**Working data**
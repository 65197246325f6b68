//! Docent CLI, the main entry point.
//!
//! Commands:
//! - `gateway`: Start the HTTP chat server
//! - `agent`:   Interactive chat or single-message mode
//! - `doctor`:  Check configuration and the knowledge document

use clap::{Parser, Subcommand};

mod commands;

#[derive(Parser)]
#[command(
    name = "docent",
    about = "Docent: a portfolio chat assistant",
    version,
    author
)]
struct Cli {
    #[command(subcommand)]
    command: Commands,

    /// Enable verbose logging
    #[arg(short, long, global = true)]
    verbose: bool,
}

#[derive(Subcommand)]
enum Commands {
    /// Start the HTTP gateway server
    Gateway {
        /// Override the port
        #[arg(short, long)]
        port: Option<u16>,
    },

    /// Chat with the assistant from the terminal
    Agent {
        /// Send a single message instead of entering interactive mode
        #[arg(short, long)]
        message: Option<String>,
    },

    /// Diagnose configuration and connectivity
    Doctor,
}

#[tokio::main]
async fn main() -> Result<(), Box<dyn std::error::Error>> {
    let cli = Cli::parse();

    // Initialize tracing
    let filter = if cli.verbose { "debug" } else { "info" };
    tracing_subscriber::fmt()
        .with_env_filter(
            tracing_subscriber::EnvFilter::try_from_default_env()
                .unwrap_or_else(|_| tracing_subscriber::EnvFilter::new(filter)),
        )
        .with_target(false)
        .init();

    match cli.command {
        Commands::Gateway { port } => commands::gateway::run(port).await?,
        Commands::Agent { message } => commands::agent::run(message).await?,
        Commands::Doctor => commands::doctor::run().await?,
    }

    Ok(())
}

**Goal of the exercise**
Transcribe the material above in its entirety. Match it exactly.

**Exercise solution**
repository 65197246325f6b68
//! Docent CLI, the main entry point.
//!
//! Commands:
//! - `gateway`: Start the HTTP chat server
//! - `agent`:   Interactive chat or single-message mode
//! - `doctor`:  Check configuration and the knowledge document

use clap::{Parser, Subcommand};

mod commands;

#[derive(Parser)]
#[command(
    name = "docent",
    about = "Docent: a portfolio chat assistant",
    version,
    author
)]
struct Cli {
    #[command(subcommand)]
    command: Commands,

    /// Enable verbose logging
    #[arg(short, long, global = true)]
    verbose: bool,
}

#[derive(Subcommand)]
enum Commands {
    /// Start the HTTP gateway server
    Gateway {
        /// Override the port
        #[arg(short, long)]
        port: Option<u16>,
    },

    /// Chat with the assistant from the terminal
    Agent {
        /// Send a single message instead of entering interactive mode
        #[arg(short, long)]
        message: Option<String>,
    },

    /// Diagnose configuration and connectivity
    Doctor,
}

#[tokio::main]
async fn main() -> Result<(), Box<dyn std::error::Error>> {
    let cli = Cli::parse();

    // Initialize tracing
    let filter = if cli.verbose { "debug" } else { "info" };
    tracing_subscriber::fmt()
        .with_env_filter(
            tracing_subscriber::EnvFilter::try_from_default_env()
                .unwrap_or_else(|_| tracing_subscriber::EnvFilter::new(filter)),
        )
        .with_target(false)
        .init();

    match cli.command {
        Commands::Gateway { port } => commands::gateway::run(port).await?,
        Commands::Agent { message } => commands::agent::run(message).await?,
        Commands::Doctor => commands::doctor::run().await?,
    }

    Ok(())
}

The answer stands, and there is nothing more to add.